3. Who is to be indicted for corporate sin? The nation? The nation isn’t in any covenant with God, so who do you indict? I think indicting impersonal people is useless. Better to talk to the people present about their need before God than to indict those people out there who don’t have names. All that does is make the people present resent those people out there who are causing all the problems. Who are those people, and how does making the people listening to you resent them help the people listening to you?
4. I’m not saying you can’t criticize it. But I would ask this: with what will you replace it? I think capitalism best accounts for human depravity. It forces all people to work, gives all people opportunity, and opens up competition. It thrives best when people are hardworking and honest. No other economic system better holds in check the sinfulness of humanity by the open competition of the free market.
An ARM loan is an Adjustable Rate Mortgage loan. The rate starts out at a low interest rate and then after a pre-determined period of time it adjusts, usually higher, to keep up the interests rates of today. So if I started out with a loan on the house of say, 5.0% and in 2 years the rate goes up to 9, 10, 11, or even 12 percent my mortgage has nearly doubled, making it relatively unaffordable for me to keep up that payment. It appears that you would say that the borrower is at fault for not considering the terms. I would say right you are, he should have looked at them twice. However, I would also go further to say that the lender is at fault too, for not considering whether this person is suitable for the house and type of loan you just gave him in the first place. I would speak to the sin of the borrower and the lender. Doubly so, if that lender was in my congregation, because if they have been touched by the gospel of Jesus, then their lives should reflect the implications of that gospel. Love for their brother should dictate how to deal with a fellow human being.

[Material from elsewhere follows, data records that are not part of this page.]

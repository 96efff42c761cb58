// Upstream server fleet: per-server sessions, the manager owning them,
// and the OAuth surface `http` sessions authenticate through.

pub mod manager;
pub mod oauth;
pub mod session;

pub use manager::Fleet;
pub use oauth::{
    AuthorizationMetadata, ClientInformation, InMemoryTokenStore, OAuthProvider, OAuthRecord,
    OAuthTokens, TokenStore,
};
pub use session::{ConnectionState, RootsProvider, Session, ToolDescriptor};
// End-to-end coverage against a real (subprocess) upstream stub, driving
// the fleet/surface/sandbox stack the way `cli::serve::run` wires it up.
// Mirrors spec.md §8's literal scenario list.

use std::collections::HashMap;
use std::sync::Arc;

use mcpman::config::{ServerConfig, Settings};
use mcpman::fleet::{Fleet, InMemoryTokenStore};
use mcpman::runtime::Sandbox;
use mcpman::surface::Surface;
use serde_json::json;

fn fixture_settings() -> Settings {
    let mut servers = HashMap::new();
    servers.insert(
        "filesystem".to_string(),
        ServerConfig::Stdio {
            command: env!("CARGO_BIN_EXE_mcpman-fixture-filesystem").to_string(),
            args: vec![],
            env: HashMap::new(),
            disabled: false,
            timeout_ms: 5_000,
        },
    );
    Settings {
        version: "1.0".to_string(),
        servers,
        logging: Default::default(),
    }
}

async fn connected_stack() -> (Arc<Fleet>, Arc<Surface>, Sandbox) {
    let fleet = Arc::new(Fleet::new(
        fixture_settings(),
        Arc::new(InMemoryTokenStore::default()),
        Arc::new(|_server: &str, _url: &str| {}),
    ));
    fleet.connect_all().await;
    assert_eq!(fleet.get_connected_servers().await, vec!["filesystem".to_string()]);

    let surface = Arc::new(Surface::new(fleet.clone()));
    let sandbox = Sandbox::spawn(surface.clone(), tokio::runtime::Handle::current());
    (fleet, surface, sandbox)
}

/// Scenario 1: a variable set in one `eval` call is visible in the next.
#[tokio::test]
async fn eval_persists_globals_across_calls() {
    let (_fleet, _surface, sandbox) = connected_stack().await;

    let first = sandbox
        .eval("() => { globalThis.x = 42; return x; }".to_string(), json!({}))
        .await
        .unwrap();
    assert_eq!(first.result, json!(42));

    let second = sandbox.eval("() => x + 8".to_string(), json!({})).await.unwrap();
    assert_eq!(second.result, json!(50));
}

/// Scenario 2: the `arg` passed to `eval` becomes the function's argument.
#[tokio::test]
async fn eval_passes_arg_through() {
    let (_fleet, _surface, sandbox) = connected_stack().await;

    let outcome = sandbox
        .eval("(a) => a.value * 2".to_string(), json!({ "value": 21 }))
        .await
        .unwrap();
    assert_eq!(outcome.result, json!(42));
}

/// Scenario 3: a tool call routed through a server proxy reaches the
/// actual upstream tool and its result is usable in the sandbox.
#[tokio::test]
async fn eval_calls_upstream_tool_through_proxy() {
    let (_fleet, _surface, sandbox) = connected_stack().await;

    let outcome = sandbox
        .eval(
            "async () => { const r = await filesystem.list_directory({path: '.'}); return r.length; }".to_string(),
            json!({}),
        )
        .await
        .unwrap();
    assert_eq!(outcome.result, json!(2));
}

/// Scenario 3's underlying content: the stub resolves "." to exactly
/// `["a", "b"]`, and an unrelated path resolves to nothing.
#[tokio::test]
async fn surface_call_tool_reaches_the_configured_upstream() {
    let (_fleet, surface, _sandbox) = connected_stack().await;

    let content = surface
        .call_tool("filesystem", "list_directory", json!({ "path": "." }))
        .await
        .unwrap();
    let text = content[0].as_text().unwrap().text.clone();
    let entries: Vec<String> = serde_json::from_str(&text).unwrap();
    assert_eq!(entries, vec!["a".to_string(), "b".to_string()]);

    let content = surface
        .call_tool("filesystem", "list_directory", json!({ "path": "/nowhere" }))
        .await
        .unwrap();
    let text = content[0].as_text().unwrap().text.clone();
    let entries: Vec<String> = serde_json::from_str(&text).unwrap();
    assert!(entries.is_empty());
}

/// Scenario 4's error half: calling an unconfigured server surfaces
/// `ServerNotConnected`, and the fleet never attempts to resolve a tool
/// against it.
#[tokio::test]
async fn call_tool_on_unknown_server_is_server_not_connected() {
    let (_fleet, surface, _sandbox) = connected_stack().await;

    let err = surface.call_tool("nope", "x", json!({})).await.unwrap_err();
    assert!(matches!(err, mcpman::McpManError::ServerNotConnected(_)));
}

/// `help(server)` renders the camelCase tool binding and the original
/// tool's declared shape.
#[tokio::test]
async fn help_renders_declarations_for_a_connected_server() {
    let (_fleet, surface, _sandbox) = connected_stack().await;

    let markdown = surface.help("filesystem", None).await.unwrap();
    assert!(markdown.contains("listDirectory"));
    assert!(markdown.contains("path"));
}

/// `getTypeDefinitions()` is stable across repeated calls while the
/// fleet's tool set hasn't changed (spec.md §8's idempotence invariant).
#[tokio::test]
async fn type_definitions_are_cached_and_stable() {
    let (_fleet, surface, _sandbox) = connected_stack().await;

    let first = surface.get_type_definitions(None).await;
    let second = surface.get_type_definitions(None).await;
    assert_eq!(first, second);
    assert!(first.contains("filesystem"));
}

/// `eval` on an empty fleet still succeeds for pure arithmetic — no
/// upstream is required for globals-only scripts.
#[tokio::test]
async fn eval_works_without_any_connected_servers() {
    let fleet = Arc::new(Fleet::new(
        Settings {
            version: "1.0".to_string(),
            servers: HashMap::new(),
            logging: Default::default(),
        },
        Arc::new(InMemoryTokenStore::default()),
        Arc::new(|_: &str, _: &str| {}),
    ));
    fleet.connect_all().await;
    let surface = Arc::new(Surface::new(fleet));
    let sandbox = Sandbox::spawn(surface, tokio::runtime::Handle::current());

    let outcome = sandbox.eval("() => 1 + 1".to_string(), json!({})).await.unwrap();
    assert_eq!(outcome.result, json!(2));
}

I don’t think this has been happening, that is why a man like Ken Lay can attend church under a well-regarded evangelical pastor, serve in many capacities, and feel relatively at ease when it comes to church life. No one called him into account for the excessive greed.
I agree that teaching people about not taking loans they can’t pay for is a good use of time. But what I am saying is that we preach that greed is not good and you must come into repentance. However, the preaching has been unequally applied to folk who do not have. I am not railing against rich people. I am saying that we should not be a respecter of persons in regard to this issue.
I think the preacher stands outside of the system and carries his prophetic role with him into the pulpit. The only kingdom he wholeheartedly espouses is the kingdom of God. All other systems and ways of living are mere attempts by man to build his Tower of Babel up to heaven, and they must crumble under the weight of the Word of God. Capitalism has its fundamental flaw of being fueled by human self-interest as does any other system. As long as human beings are depraved that will be the case. And we the church should not accept depravity because that’s the way things are. In fact, a critique of capitalism and its flaws will help some of our people to see that they have put their trust in a system that is based on sin and that they need to turn to repent and turn towards Jesus. You can keep the system as it is, if you like, but save the people in it.